1 Oct 2018
In this exclusive interview for The Scientists’ Channel, watch Dr. Richard Henderson, 2017 Nobel Prize winner in chemistry, discuss the growing importance of cryo-electron microscopy for science and how leading pharmaceutical companies are working together to utilize this revolutionary technique at the newly opened Cryo-EM suite at eBIC at Diamond Light Source, Harwell Science and Innovation Campus in Oxfordshire, UK.
This video won the Analytical Science Video Interview of the Year in the 2019 Scientists' Choice Awards. Find out more about the awards here
I am Richard Henderson. I'm a physicist and now doing structural biology. I work at the Medical Research Council Laboratory of Molecular Biology at Cambridge. I've been doing structural biology, protein structures, membrane proteins for about 50 years. Last December, I shared the Chemistry Nobel Prize with Jacques Dubochet and Joachim Frank for helping to develop the Cryo-EM methodology that's now been so successful in determining the structures and things that were inaccessible by other methods.

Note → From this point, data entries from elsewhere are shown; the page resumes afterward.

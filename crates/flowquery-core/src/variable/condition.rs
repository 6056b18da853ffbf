//! A single named, scoped, typed variable comparison.

use crate::config::Dialect;
use crate::error::QueryResult;
use crate::operator::{check_condition, non_queryable};
use crate::variable::serializer::SerializerRegistry;
use flowquery_proto::{NormalizedValue, QueryOperator, VariableScope, VariableValue};
use tracing::trace;

/// One comparison of a runtime variable against a value.
///
/// The raw value is never modified after construction. Normalization
/// derives a fresh [`NormalizedValue`] from it every time it runs.
#[derive(Debug, Clone, PartialEq)]
pub struct VariableCondition {
    pub name: String,
    pub scope: VariableScope,
    pub operator: QueryOperator,
    pub value: VariableValue,
    pub name_ignore_case: bool,
    pub value_ignore_case: bool,
    normalized: Option<NormalizedValue>,
}

impl VariableCondition {
    /// Build a condition, rejecting illegal operator/value pairs.
    pub fn new(
        name: impl Into<String>,
        scope: VariableScope,
        operator: QueryOperator,
        value: VariableValue,
    ) -> QueryResult<Self> {
        check_condition(operator, &value)?;
        Ok(Self {
            name: name.into(),
            scope,
            operator,
            value,
            name_ignore_case: false,
            value_ignore_case: false,
            normalized: None,
        })
    }

    /// The derived projection, once normalized.
    pub fn normalized(&self) -> Option<&NormalizedValue> {
        self.normalized.as_ref()
    }

    /// Same (name, scope) identity.
    pub fn same_identity(&self, other: &VariableCondition) -> bool {
        self.name == other.name && self.scope == other.scope
    }

    /// Whether a stored variable name matches this condition's name.
    pub fn matches_name(&self, name: &str) -> bool {
        if self.name_ignore_case {
            self.name.to_lowercase() == name.to_lowercase()
        } else {
            self.name == name
        }
    }

    /// Project the raw value into its normalized storage form.
    pub fn normalize(&mut self, registry: &dyn SerializerRegistry, dialect: Dialect) -> QueryResult<()> {
        let serializer = registry.find_serializer_for_value(&self.value)?;
        if !serializer.is_primitive() {
            return Err(non_queryable(self.value.kind()));
        }

        let mut normalized = NormalizedValue::new(serializer.type_name());
        serializer.write_into(&self.value, &mut normalized)?;

        if self.value_ignore_case {
            if let Some(text) = normalized.text.as_mut() {
                *text = text.to_lowercase();
            }
        }

        if dialect.stores_empty_string_as_null()
            && self.operator.is_equality()
            && normalized.text.as_deref() == Some("")
        {
            normalized.find_nulled_empty_strings = true;
        }

        trace!(name = %self.name, scope = %self.scope, type_name = %normalized.type_name, "normalized variable condition");
        self.normalized = Some(normalized);
        Ok(())
    }
}

#[cfg(test)]
mod tests {
    use super::*;
    use crate::error::QueryError;
    use crate::variable::serializer::DefaultSerializers;

    fn condition(op: QueryOperator, value: impl Into<VariableValue>) -> VariableCondition {
        VariableCondition::new("amount", VariableScope::ProcessInstance, op, value.into()).unwrap()
    }

    #[test]
    fn test_normalize_is_idempotent() {
        let registry = DefaultSerializers::new();
        let mut cond = condition(QueryOperator::GreaterThan, 1500.25);
        cond.normalize(&registry, Dialect::Postgres).unwrap();
        let first = cond.normalized().cloned();
        cond.normalize(&registry, Dialect::Postgres).unwrap();
        assert_eq!(cond.normalized().cloned(), first);
        assert_eq!(cond.value, VariableValue::Double(1500.25));
    }

    #[test]
    fn test_empty_string_flag_only_for_oracle() {
        let registry = DefaultSerializers::new();
        let mut cond = condition(QueryOperator::Equals, "");
        cond.normalize(&registry, Dialect::Oracle).unwrap();
        assert!(cond.normalized().unwrap().find_nulled_empty_strings);

        cond.normalize(&registry, Dialect::Postgres).unwrap();
        assert!(!cond.normalized().unwrap().find_nulled_empty_strings);

        let mut not_equal = condition(QueryOperator::NotEquals, "");
        not_equal.normalize(&registry, Dialect::Oracle).unwrap();
        assert!(not_equal.normalized().unwrap().find_nulled_empty_strings);

        let mut like = condition(QueryOperator::Like, "");
        like.normalize(&registry, Dialect::Oracle).unwrap();
        assert!(!like.normalized().unwrap().find_nulled_empty_strings);
    }

    #[test]
    fn test_value_ignore_case_lowercases_projection_only() {
        let registry = DefaultSerializers::new();
        let mut cond = condition(QueryOperator::Equals, "Approved");
        cond.value_ignore_case = true;
        cond.normalize(&registry, Dialect::H2).unwrap();
        assert_eq!(cond.normalized().unwrap().text.as_deref(), Some("approved"));
        assert_eq!(cond.value, VariableValue::from("Approved"));
    }

    #[test]
    fn test_illegal_condition_not_constructed() {
        let err = VariableCondition::new(
            "flag",
            VariableScope::TaskLocal,
            QueryOperator::LessThan,
            VariableValue::Boolean(true),
        )
        .unwrap_err();
        assert!(matches!(err, QueryError::Usage(_)));
    }

    #[test]
    fn test_name_matching() {
        let mut cond = condition(QueryOperator::Equals, 1i64);
        assert!(cond.matches_name("amount"));
        assert!(!cond.matches_name("AMOUNT"));
        cond.name_ignore_case = true;
        assert!(cond.matches_name("AMOUNT"));
    }
}
//! Workflow template transition triggers of Mayan EDMS, managed through its
//! REST API and exposed as a create/read/delete/import resource.

mod algebra;
mod domain;
mod service;

pub use algebra::*;
pub use domain::*;
pub use service::*;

We're already in the state, largely from X-ray crystallography, we know about the structure about half of the things in biology but there's a lot of terribly important structures that are not yet determined. So that would be a principal impact of the Cryo-EM, you know. It's a revolution really, not just a resolution revolution. But alongside that, starting in 1990 with the x-ray crystallography, many pharmaceutical companies whose businesses designed drugs to either block or activate particularly biological activities to cure you of some disease or physiological dysfunction or virus infection, they've used structural biology to determine the structures of their drug targets and then to develop better drugs.
And in the last, I would say, since probably 2000, in the last three or four years, the companies have realized that this methodology, the Cryo-EM is equally powerful and can be used to target previous inaccessible targets. And so now in the world, four big companies, pharma companies have bought into this.
So there's Merck, Novartis, Genentech, and Pfizer. They have invested, you know, 5 to 10 million each and buy one or two of these high-end electron cryo-microscopes. The littler companies haven't been able... They haven't felt able to put so much money in.
So there are a few companies working together. For example, in Cambridge, for two years now, we've had a consortium consisting of AstraZeneca, GSK, UCB Pharma, and then two little companies Astex and Heptares. They bought one day a week each, and FEI run this. And now at Diamond, today it's announced that alongside the four or five microscopes that are funded by charities and Medical Research Council and so on, there will be a couple that are actually focused on the pharmaceutical industry, and that's being run by Thermo Fisher.
The great advantage is they've finessed it into a pre-existing structure involving a hall of residence. This is Ridgeway House, they have 100 rooms. People come here all the time and stay for a day or two or a week to use the synchrotron beamlines. They can now do the same and do the Cryo-EM. And they have eBIC and ePSIC, E-P, so Physical Sciences, electron microscopy investment, they're all co-located in the same building.
There is a, sort of, feeling of all-for-one, one-for-all mostly, which means there's a lot of support for this and it's obviously cost-effective too. So I think it's a very good step forward. The advantages that you don't need crystals. It works from not very small things, which still has some minor advantage for NMR from medium-sized things up to any size that you want and putting enormous viruses, hundreds of megadaltons.
You don't need it to be completely pure because you can see in the image and you can ignore the impurities. The proteins don't need to be so stable because you're not making a crystal. You don't have to set up crystallizations that take days to do. You plunge freeze it in a few seconds and then you've trapped it in a sort of metastable state so that you can find the structure of it.
So not so pure, not so stable and the amount you need is tiny, and then it's also quick. So as a result, many projects that were taking people 10 or 20 years, you can now do them in a day or 2. It's going to work for basic knowledge, basic biology, basic science, and it's also going to work for practical things like a better drug design and understanding where you're going in commerce and technology developed so we use greater health and greater wealth for the UK.
So thinking about the future of Cryo-EM, most scientists are optimists. And for example, what has already happened we thought would happen. We thought it might take about a year in 1997.
Actually, it took a bit longer than that. So probably, even though we think it's all going to be...everything is going to be solved in the next two years, it'll be a perfect method, everyone will want to use it. However good it is, you can always make the detectors bigger and faster, and the microscopes have a faster throughput.
So exactly how fast that will go, it's hard to say, but I think all the problems are going to be solved, all the [inaudible] into force, you can determine the structure of anything that you want quite quickly. So I think we're all optimists. Pessimists should go and do something else.
Medical Research Council Laboratory of Molecular Biology, Cambridge
Dr. Richard Henderson is a biophysicist and molecular biologist at the Medical Research Council Laboratory of Molecular Biology, Cambridge. Henderson is a pioneer and leading figure in the field of structural biology, having shared the Nobel Prize in Chemistry in 2017 with Jacques Dubochet and Joachim Frank for their work in developing cryo-electron microscopy for the high-resolution structure determination of biomolecules in solution.